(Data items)
BEGIN
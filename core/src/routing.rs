//! Shard routing.
//!
//! Maps an entity identifier to the shard that owns it. The mapping is a
//! pure function of `(entity id, total shards)` and must be identical on every
//! process, so that a request routed here lands on the worker that owns the
//! entity's shard everywhere else.
//!
//! ```
//! use shardlink_core::routing::{ShardRouter, shard_for};
//! use shardlink_core::snowflake::Snowflake;
//!
//! # fn main() -> Result<(), shardlink_core::error::RpcError> {
//! let router = ShardRouter::new(4)?;
//! let guild = Snowflake::new(0x0000_0001_0000_0000);
//!
//! // (0x1_0000_0000 >> 22) % 4 == 1024 % 4 == 0
//! assert_eq!(router.shard_for(guild).get(), 0);
//! assert_eq!(shard_for(guild.get(), 4)?, router.shard_for(guild));
//! # Ok(())
//! # }
//! ```

use crate::error::RpcError;
use crate::snowflake::Snowflake;
use serde::{Deserialize, Serialize};
use std::fmt;
use std::num::NonZeroU32;

/// Number of low bits (worker id, process id, increment) below the timestamp.
const TIMESTAMP_SHIFT: u32 = 22;

/// Index of a shard in `[0, total_shards)`.
#[derive(Debug, Clone, Copy, PartialEq, Eq, PartialOrd, Ord, Hash, Default, Serialize, Deserialize)]
#[serde(transparent)]
pub struct ShardId(u32);

impl ShardId {
    /// Wrap a raw shard index.
    #[must_use]
    pub const fn new(value: u32) -> Self {
        Self(value)
    }

    /// The raw shard index.
    #[must_use]
    pub const fn get(self) -> u32 {
        self.0
    }

    /// The routing key requests for this shard are published with.
    #[must_use]
    pub fn routing_key(self) -> String {
        self.0.to_string()
    }
}

impl From<u32> for ShardId {
    fn from(value: u32) -> Self {
        Self(value)
    }
}

impl fmt::Display for ShardId {
    fn fmt(&self, f: &mut fmt::Formatter<'_>) -> fmt::Result {
        write!(f, "{}", self.0)
    }
}

/// Compute the shard owning `entity_id` out of `total_shards`.
///
/// # Errors
///
/// Returns [`RpcError::Configuration`] if `total_shards` is zero.
pub fn shard_for(entity_id: u64, total_shards: u32) -> Result<ShardId, RpcError> {
    let total = NonZeroU32::new(total_shards).ok_or_else(|| {
        RpcError::Configuration("total shard count must be at least 1".to_string())
    })?;
    Ok(route(entity_id, total))
}

fn route(entity_id: u64, total: NonZeroU32) -> ShardId {
    let shard = (entity_id >> TIMESTAMP_SHIFT) % u64::from(total.get());
    // shard < total <= u32::MAX
    #[allow(clippy::cast_possible_truncation)]
    ShardId(shard as u32)
}

/// Shard router bound to a fixed shard count.
///
/// The shard count is configuration passed in at construction; there is no
/// process-wide routing table.
#[derive(Debug, Clone, Copy, PartialEq, Eq)]
pub struct ShardRouter {
    total_shards: NonZeroU32,
}

impl ShardRouter {
    /// Create a router for `total_shards` shards.
    ///
    /// # Errors
    ///
    /// Returns [`RpcError::Configuration`] if `total_shards` is zero.
    pub fn new(total_shards: u32) -> Result<Self, RpcError> {
        NonZeroU32::new(total_shards)
            .map(|total_shards| Self { total_shards })
            .ok_or_else(|| {
                RpcError::Configuration("total shard count must be at least 1".to_string())
            })
    }

    /// Total number of shards this router distributes over.
    #[must_use]
    pub const fn total_shards(&self) -> u32 {
        self.total_shards.get()
    }

    /// The shard owning `entity`.
    #[must_use]
    pub fn shard_for(&self, entity: Snowflake) -> ShardId {
        route(entity.get(), self.total_shards)
    }
}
END
_Exercise objective:_
Once you find the string "process" in a line of the records, copy that line.

_Reply to the task:_
//! process, so that a request routed here lands on the worker that owns the
/// Number of low bits (worker id, process id, increment) below the timestamp.
/// process-wide routing table.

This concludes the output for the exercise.